◆ **Exercise directions**: The reply to the records below should contain exactly the lines from the line with "pub struct WavLoader" through the line with "fn load(&self) ->", and nothing besides.

Records supplied: Begin

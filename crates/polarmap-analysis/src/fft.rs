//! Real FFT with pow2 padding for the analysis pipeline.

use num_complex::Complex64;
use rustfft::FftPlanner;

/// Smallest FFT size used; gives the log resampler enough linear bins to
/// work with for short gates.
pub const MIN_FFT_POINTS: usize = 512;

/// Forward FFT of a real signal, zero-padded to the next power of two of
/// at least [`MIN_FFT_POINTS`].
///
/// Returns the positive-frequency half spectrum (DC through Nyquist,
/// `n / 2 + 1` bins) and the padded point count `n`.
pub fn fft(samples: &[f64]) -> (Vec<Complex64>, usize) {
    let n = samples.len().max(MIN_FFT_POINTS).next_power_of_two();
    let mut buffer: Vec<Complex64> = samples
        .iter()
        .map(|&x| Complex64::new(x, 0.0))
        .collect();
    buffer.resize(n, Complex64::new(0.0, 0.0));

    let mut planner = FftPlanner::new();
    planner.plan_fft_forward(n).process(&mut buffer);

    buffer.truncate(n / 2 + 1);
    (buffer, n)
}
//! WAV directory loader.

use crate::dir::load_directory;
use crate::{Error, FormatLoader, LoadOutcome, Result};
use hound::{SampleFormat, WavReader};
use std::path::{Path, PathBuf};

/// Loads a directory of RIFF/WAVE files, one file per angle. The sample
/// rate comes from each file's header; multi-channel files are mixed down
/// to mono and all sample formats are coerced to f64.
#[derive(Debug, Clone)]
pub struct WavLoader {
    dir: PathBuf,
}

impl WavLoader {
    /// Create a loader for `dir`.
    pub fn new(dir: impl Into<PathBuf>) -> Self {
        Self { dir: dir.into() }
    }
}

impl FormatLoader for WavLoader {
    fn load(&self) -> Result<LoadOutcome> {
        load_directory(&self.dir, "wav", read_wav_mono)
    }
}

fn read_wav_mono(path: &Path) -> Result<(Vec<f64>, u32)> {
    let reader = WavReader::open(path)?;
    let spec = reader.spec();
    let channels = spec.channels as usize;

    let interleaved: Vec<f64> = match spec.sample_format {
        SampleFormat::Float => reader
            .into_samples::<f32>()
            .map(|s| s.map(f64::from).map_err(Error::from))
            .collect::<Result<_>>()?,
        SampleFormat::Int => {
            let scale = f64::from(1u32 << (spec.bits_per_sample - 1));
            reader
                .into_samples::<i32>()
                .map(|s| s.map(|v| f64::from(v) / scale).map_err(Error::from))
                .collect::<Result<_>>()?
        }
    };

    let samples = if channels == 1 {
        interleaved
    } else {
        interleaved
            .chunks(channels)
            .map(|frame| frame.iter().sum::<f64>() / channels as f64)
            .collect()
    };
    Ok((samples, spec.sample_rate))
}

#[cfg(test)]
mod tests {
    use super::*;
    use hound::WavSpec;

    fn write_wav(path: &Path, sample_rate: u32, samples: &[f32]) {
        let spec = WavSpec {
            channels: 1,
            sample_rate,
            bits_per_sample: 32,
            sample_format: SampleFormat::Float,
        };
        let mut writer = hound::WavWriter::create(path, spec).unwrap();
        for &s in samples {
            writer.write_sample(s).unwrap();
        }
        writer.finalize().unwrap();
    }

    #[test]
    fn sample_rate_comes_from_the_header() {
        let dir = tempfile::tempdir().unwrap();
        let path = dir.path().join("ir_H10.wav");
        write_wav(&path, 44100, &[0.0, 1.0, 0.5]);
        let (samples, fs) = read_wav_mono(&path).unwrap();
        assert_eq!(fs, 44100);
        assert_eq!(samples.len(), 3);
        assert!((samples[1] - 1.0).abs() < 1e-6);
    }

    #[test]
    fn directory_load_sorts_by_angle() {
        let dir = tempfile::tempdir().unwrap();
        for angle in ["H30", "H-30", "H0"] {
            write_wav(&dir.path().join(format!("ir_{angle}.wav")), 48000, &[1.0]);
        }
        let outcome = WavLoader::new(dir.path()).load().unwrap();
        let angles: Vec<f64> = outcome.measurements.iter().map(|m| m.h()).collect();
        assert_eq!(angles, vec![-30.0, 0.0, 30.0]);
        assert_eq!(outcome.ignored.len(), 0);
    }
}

Records supplied: End

◆ **Reply to the task**:
pub struct WavLoader {
    dir: PathBuf,
}

impl WavLoader {
    /// Create a loader for `dir`.
    pub fn new(dir: impl Into<PathBuf>) -> Self {
        Self { dir: dir.into() }
    }
}

impl FormatLoader for WavLoader {
    fn load(&self) -> Result<LoadOutcome> {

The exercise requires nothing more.